DATA TO USE:
- Opening Delimiter -
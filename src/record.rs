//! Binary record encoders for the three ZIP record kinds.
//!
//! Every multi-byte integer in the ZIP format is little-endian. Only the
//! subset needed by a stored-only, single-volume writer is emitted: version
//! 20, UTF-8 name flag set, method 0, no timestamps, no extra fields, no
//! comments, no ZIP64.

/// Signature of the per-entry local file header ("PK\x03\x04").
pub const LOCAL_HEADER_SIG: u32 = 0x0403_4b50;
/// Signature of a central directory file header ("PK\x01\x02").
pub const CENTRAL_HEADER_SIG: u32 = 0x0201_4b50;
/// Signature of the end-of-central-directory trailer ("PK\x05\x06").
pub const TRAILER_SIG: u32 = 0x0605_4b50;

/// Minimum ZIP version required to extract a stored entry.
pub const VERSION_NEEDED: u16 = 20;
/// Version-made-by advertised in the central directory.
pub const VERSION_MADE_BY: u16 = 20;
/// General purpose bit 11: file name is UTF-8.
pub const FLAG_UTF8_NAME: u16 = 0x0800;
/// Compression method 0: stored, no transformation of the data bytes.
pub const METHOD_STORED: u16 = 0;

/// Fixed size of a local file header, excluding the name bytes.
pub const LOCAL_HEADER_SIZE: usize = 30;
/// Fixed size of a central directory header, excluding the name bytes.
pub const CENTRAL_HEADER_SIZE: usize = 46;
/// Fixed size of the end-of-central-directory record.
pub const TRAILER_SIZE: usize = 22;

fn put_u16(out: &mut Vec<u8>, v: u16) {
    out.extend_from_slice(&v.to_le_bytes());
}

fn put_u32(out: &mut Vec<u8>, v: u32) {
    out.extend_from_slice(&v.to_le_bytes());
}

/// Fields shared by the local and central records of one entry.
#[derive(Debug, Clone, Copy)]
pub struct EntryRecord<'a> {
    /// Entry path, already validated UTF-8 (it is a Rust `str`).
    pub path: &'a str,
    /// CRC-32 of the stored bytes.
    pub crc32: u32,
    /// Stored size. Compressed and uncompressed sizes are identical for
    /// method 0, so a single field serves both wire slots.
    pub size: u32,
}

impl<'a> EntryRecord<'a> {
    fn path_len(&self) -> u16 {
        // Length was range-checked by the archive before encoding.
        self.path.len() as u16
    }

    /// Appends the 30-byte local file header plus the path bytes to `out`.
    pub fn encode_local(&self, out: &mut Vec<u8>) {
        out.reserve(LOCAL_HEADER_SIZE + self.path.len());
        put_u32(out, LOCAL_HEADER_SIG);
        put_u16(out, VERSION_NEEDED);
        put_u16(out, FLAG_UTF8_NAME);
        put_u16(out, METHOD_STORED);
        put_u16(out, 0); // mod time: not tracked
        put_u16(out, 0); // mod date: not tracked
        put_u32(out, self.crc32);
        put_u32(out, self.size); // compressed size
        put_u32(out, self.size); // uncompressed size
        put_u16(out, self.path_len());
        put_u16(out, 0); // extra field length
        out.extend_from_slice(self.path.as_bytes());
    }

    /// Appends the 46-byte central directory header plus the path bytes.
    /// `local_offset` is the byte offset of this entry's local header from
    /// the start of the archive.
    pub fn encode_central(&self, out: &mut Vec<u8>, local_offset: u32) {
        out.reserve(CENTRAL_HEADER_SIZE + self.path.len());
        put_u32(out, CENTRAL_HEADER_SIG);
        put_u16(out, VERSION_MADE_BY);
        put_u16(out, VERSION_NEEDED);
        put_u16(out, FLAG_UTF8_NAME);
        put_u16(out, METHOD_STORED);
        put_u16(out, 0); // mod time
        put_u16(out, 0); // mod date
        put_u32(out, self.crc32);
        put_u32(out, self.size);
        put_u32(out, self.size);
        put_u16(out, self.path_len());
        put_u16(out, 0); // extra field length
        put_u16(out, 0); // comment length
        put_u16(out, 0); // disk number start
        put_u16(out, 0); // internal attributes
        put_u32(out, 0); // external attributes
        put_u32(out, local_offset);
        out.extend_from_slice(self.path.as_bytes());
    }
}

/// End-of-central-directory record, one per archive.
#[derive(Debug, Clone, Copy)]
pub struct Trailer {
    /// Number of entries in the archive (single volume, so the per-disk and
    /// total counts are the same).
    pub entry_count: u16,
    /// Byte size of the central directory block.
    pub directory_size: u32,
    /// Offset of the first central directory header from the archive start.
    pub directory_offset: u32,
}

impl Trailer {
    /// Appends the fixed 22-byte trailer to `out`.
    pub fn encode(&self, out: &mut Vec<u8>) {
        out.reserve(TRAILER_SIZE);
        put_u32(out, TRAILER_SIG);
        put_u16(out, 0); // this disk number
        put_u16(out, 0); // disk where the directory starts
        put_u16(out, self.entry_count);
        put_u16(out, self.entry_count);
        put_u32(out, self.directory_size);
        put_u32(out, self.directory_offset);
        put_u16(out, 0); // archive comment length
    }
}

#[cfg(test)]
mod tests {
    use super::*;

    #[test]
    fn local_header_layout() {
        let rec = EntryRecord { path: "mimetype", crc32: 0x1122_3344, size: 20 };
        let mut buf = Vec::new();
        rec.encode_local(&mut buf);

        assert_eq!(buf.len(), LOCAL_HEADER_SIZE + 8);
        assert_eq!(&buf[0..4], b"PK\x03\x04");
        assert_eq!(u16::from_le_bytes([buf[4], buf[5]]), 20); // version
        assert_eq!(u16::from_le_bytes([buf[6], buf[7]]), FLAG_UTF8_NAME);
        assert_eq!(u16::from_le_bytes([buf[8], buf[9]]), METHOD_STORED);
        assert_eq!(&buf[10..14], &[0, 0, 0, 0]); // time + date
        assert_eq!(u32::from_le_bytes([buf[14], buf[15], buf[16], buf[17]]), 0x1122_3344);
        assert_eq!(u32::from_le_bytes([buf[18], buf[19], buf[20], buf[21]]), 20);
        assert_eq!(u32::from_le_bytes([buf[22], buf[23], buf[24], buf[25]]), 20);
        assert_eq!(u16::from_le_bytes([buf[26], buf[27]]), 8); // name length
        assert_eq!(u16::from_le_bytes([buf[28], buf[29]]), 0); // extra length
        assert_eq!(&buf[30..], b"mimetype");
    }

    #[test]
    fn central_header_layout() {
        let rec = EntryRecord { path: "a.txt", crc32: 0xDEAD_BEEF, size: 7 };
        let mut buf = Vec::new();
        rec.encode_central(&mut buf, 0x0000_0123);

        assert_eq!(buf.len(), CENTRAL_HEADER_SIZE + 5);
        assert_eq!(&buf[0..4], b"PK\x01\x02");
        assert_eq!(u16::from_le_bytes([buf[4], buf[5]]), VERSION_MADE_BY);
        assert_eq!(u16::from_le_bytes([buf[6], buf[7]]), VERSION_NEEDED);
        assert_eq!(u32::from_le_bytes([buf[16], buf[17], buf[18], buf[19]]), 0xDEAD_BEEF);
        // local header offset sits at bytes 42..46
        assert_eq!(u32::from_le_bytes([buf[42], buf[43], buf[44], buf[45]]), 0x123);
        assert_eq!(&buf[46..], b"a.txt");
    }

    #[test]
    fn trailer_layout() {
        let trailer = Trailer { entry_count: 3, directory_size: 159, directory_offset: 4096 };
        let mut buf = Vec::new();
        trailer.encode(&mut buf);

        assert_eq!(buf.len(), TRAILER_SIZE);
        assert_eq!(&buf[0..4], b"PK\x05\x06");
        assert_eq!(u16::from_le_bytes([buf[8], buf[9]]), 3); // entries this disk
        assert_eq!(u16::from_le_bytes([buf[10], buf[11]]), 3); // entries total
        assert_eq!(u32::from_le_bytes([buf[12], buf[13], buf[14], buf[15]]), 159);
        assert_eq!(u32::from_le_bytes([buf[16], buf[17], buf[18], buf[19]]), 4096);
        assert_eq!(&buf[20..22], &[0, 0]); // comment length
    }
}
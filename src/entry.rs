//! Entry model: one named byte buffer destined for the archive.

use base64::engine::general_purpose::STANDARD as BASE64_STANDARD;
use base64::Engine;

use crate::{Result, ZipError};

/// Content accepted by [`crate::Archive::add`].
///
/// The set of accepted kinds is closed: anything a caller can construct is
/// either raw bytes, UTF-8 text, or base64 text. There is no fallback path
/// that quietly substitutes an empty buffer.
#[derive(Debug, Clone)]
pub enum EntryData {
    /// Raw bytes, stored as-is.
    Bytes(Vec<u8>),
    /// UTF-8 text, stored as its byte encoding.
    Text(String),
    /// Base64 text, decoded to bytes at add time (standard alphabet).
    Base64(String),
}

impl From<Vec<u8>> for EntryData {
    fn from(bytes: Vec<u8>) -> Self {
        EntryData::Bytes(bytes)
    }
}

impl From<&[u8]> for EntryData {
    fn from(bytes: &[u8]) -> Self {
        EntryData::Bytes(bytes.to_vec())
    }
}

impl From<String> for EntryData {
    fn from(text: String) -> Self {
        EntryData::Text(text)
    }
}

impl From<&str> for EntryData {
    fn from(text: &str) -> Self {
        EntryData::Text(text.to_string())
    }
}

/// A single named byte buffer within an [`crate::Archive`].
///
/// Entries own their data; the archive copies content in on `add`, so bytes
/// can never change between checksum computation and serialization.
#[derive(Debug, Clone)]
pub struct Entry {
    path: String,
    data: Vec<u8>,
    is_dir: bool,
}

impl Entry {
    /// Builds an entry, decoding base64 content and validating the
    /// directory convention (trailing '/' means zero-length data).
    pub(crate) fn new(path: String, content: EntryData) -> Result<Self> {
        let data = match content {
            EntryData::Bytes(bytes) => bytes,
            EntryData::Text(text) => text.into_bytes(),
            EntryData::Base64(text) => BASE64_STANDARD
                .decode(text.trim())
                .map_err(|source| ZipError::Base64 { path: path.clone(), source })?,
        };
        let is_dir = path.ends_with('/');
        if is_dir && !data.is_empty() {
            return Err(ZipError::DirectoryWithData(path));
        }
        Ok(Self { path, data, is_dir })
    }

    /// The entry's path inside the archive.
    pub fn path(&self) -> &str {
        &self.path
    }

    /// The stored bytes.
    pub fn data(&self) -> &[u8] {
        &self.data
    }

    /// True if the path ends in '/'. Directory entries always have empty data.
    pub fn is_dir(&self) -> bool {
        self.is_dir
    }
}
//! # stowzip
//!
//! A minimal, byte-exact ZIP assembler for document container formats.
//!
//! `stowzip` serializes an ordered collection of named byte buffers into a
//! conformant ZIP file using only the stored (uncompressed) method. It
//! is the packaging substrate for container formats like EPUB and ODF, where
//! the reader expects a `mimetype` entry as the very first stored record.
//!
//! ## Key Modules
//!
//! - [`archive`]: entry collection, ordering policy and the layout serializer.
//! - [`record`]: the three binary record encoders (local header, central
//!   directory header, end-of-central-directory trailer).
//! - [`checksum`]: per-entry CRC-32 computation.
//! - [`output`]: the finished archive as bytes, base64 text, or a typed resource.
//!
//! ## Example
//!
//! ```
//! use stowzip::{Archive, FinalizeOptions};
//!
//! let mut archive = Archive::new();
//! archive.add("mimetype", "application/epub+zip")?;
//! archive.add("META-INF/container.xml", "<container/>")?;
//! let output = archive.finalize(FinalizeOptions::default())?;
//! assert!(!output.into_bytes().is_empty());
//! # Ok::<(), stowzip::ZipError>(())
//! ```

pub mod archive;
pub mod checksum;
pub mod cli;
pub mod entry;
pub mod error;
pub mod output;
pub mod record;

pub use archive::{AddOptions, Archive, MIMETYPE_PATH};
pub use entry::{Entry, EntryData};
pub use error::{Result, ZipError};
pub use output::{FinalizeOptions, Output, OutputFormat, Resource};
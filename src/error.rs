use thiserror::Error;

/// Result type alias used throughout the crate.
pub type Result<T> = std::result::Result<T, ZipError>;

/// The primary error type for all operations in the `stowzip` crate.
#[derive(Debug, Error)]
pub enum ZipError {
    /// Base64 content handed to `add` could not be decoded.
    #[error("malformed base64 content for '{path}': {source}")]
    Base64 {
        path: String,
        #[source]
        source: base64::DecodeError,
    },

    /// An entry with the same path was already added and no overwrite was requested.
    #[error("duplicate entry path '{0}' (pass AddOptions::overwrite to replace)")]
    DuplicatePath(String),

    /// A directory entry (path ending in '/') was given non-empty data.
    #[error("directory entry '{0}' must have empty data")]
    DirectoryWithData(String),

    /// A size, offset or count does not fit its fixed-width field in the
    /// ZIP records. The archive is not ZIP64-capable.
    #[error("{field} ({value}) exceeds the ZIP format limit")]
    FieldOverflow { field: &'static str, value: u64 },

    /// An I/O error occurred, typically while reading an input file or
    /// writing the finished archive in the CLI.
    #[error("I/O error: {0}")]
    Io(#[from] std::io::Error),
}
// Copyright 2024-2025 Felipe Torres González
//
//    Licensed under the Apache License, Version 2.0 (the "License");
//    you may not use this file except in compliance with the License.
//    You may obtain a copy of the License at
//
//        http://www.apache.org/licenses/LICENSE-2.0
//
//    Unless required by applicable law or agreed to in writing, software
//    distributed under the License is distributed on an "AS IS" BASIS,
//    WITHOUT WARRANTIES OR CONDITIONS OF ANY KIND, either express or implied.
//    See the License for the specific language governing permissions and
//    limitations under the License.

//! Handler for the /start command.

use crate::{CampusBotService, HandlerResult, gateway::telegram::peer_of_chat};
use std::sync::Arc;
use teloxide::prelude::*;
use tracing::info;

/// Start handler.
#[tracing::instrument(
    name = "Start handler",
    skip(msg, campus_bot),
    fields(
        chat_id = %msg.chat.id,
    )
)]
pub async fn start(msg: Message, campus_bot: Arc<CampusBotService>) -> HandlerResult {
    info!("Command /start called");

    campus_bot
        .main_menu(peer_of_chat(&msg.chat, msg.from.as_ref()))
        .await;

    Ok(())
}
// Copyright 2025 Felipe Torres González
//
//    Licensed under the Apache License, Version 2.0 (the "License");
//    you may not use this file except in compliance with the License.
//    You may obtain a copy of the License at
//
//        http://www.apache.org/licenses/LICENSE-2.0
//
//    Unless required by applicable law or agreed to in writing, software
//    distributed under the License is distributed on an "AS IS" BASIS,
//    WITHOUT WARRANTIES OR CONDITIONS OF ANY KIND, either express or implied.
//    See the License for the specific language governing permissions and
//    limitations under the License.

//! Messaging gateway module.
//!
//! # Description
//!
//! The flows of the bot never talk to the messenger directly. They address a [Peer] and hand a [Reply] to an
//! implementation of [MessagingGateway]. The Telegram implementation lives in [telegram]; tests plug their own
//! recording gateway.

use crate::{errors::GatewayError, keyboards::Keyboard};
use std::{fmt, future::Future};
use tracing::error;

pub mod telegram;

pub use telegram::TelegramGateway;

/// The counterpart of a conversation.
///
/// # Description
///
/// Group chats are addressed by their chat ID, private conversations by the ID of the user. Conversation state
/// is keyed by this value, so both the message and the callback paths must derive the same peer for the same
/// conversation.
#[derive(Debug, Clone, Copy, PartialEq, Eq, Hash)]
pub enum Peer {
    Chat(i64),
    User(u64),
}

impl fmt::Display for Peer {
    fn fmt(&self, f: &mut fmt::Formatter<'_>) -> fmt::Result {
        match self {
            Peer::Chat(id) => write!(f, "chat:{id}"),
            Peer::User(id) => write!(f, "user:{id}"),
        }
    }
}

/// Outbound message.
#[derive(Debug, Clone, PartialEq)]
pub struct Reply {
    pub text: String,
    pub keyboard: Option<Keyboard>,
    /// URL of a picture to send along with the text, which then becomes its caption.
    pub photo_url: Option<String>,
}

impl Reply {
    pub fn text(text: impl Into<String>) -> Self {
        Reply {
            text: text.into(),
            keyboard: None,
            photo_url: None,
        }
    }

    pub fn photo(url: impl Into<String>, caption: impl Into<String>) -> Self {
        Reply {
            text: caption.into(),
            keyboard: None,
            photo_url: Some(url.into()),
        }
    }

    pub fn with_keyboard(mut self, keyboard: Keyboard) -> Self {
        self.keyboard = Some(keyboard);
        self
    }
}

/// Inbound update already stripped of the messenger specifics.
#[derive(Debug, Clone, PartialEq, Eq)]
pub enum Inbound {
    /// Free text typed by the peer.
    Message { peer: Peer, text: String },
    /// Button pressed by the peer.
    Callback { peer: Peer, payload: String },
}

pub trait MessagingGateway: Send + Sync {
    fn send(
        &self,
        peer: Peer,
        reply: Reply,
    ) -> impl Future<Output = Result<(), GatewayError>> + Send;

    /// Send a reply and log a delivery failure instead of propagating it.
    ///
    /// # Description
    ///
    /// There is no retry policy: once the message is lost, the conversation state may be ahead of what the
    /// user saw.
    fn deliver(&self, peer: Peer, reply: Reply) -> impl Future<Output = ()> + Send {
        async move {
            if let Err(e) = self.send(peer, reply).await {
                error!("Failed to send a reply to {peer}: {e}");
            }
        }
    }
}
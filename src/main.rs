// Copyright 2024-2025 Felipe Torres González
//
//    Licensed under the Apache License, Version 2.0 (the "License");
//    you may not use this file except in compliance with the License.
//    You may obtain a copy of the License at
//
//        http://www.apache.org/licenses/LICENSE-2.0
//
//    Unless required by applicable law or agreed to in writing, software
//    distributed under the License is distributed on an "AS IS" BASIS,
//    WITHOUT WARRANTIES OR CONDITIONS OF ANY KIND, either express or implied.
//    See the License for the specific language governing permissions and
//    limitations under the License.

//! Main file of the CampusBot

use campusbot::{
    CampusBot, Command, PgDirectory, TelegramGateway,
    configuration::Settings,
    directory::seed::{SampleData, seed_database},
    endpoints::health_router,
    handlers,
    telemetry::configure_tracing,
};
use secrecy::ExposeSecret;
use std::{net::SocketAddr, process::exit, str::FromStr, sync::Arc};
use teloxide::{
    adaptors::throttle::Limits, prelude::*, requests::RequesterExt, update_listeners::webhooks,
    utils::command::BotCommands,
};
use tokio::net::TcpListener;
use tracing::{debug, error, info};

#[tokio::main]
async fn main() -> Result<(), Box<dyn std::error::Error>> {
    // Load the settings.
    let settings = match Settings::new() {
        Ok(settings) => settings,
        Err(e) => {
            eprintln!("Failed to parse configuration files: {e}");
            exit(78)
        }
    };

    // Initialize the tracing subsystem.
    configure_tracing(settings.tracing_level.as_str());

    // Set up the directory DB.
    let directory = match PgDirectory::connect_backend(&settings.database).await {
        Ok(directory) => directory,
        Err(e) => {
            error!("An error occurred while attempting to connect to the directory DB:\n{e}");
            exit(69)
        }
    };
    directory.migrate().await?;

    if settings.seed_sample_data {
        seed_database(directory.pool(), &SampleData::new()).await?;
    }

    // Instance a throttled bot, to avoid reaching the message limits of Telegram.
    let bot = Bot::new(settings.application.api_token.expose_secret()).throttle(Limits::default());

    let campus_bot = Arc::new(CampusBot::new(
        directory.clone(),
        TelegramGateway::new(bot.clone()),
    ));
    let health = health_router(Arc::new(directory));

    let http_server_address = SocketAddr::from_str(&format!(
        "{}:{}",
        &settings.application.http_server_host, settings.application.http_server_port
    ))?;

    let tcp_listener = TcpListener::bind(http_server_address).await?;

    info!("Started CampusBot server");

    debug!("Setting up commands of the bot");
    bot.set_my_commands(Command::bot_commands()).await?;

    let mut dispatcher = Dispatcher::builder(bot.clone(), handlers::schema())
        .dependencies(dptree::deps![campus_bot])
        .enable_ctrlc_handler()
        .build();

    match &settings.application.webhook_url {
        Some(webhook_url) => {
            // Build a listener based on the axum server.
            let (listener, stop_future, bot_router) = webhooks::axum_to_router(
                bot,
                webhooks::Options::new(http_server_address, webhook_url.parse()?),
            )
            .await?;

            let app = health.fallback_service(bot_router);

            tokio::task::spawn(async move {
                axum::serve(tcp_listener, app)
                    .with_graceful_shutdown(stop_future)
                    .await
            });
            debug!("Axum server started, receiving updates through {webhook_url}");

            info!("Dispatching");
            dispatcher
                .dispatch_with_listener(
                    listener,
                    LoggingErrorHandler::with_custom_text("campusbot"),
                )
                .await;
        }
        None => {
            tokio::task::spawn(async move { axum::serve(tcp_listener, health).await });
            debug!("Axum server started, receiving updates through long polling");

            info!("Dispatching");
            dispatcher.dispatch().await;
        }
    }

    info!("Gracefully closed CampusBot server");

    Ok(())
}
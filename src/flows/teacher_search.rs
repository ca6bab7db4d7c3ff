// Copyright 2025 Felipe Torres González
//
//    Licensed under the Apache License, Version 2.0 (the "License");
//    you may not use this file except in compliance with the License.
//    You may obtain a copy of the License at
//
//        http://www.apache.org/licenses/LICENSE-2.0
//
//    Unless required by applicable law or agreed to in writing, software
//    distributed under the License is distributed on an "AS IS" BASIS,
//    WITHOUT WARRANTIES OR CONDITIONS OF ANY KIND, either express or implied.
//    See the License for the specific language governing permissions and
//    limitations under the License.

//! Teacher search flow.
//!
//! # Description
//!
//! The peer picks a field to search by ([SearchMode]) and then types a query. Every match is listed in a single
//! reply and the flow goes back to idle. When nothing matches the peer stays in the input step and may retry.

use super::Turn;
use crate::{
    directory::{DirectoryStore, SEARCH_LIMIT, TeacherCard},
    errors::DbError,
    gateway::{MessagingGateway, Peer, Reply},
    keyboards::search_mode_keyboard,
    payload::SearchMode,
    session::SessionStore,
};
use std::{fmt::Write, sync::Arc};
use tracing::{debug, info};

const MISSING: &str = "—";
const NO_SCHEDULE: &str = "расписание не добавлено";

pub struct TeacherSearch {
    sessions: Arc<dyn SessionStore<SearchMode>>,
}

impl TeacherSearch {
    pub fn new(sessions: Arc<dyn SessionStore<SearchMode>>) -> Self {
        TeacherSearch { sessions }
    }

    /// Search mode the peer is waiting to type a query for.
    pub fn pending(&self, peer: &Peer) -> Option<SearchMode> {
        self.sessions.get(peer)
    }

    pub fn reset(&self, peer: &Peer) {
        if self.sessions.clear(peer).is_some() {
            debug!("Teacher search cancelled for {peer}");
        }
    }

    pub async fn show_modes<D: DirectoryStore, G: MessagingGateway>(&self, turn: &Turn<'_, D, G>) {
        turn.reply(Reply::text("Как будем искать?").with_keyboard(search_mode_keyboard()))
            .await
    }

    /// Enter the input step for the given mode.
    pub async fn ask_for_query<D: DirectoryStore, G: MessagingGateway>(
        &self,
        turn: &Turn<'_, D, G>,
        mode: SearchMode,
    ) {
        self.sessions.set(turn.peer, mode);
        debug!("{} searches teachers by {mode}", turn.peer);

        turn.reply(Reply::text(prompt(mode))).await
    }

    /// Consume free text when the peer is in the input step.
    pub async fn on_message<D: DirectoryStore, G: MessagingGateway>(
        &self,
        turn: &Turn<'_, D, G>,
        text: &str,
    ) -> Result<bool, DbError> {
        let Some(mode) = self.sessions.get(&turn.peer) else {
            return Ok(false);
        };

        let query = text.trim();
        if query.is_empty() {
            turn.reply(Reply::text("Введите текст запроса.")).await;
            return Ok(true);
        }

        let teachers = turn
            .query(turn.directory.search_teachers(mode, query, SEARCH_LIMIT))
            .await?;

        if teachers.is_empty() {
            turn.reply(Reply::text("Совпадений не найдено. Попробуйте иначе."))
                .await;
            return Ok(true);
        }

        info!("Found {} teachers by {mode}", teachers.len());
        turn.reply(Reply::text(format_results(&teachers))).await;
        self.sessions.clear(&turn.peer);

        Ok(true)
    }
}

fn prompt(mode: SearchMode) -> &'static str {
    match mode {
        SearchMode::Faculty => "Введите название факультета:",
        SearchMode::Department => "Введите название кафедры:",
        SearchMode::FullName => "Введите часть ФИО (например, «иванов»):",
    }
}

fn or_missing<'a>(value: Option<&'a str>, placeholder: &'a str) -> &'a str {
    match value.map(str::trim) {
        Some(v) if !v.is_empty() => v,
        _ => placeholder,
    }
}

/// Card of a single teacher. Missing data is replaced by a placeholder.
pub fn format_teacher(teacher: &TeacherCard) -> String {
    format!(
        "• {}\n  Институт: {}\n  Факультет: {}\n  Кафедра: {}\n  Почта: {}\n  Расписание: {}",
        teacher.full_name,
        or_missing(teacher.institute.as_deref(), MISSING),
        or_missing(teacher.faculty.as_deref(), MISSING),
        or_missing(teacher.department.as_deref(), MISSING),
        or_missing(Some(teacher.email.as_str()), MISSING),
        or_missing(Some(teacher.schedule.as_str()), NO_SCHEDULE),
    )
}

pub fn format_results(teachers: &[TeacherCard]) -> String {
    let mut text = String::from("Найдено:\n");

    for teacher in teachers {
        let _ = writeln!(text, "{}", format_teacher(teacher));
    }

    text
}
- Closing Delimiter -
WORK INSTRUCTION: Report the number of lines in the entries above that include the word "GatewayError" and add nothing to it.

SOLUTION FOR THIS TASK: 2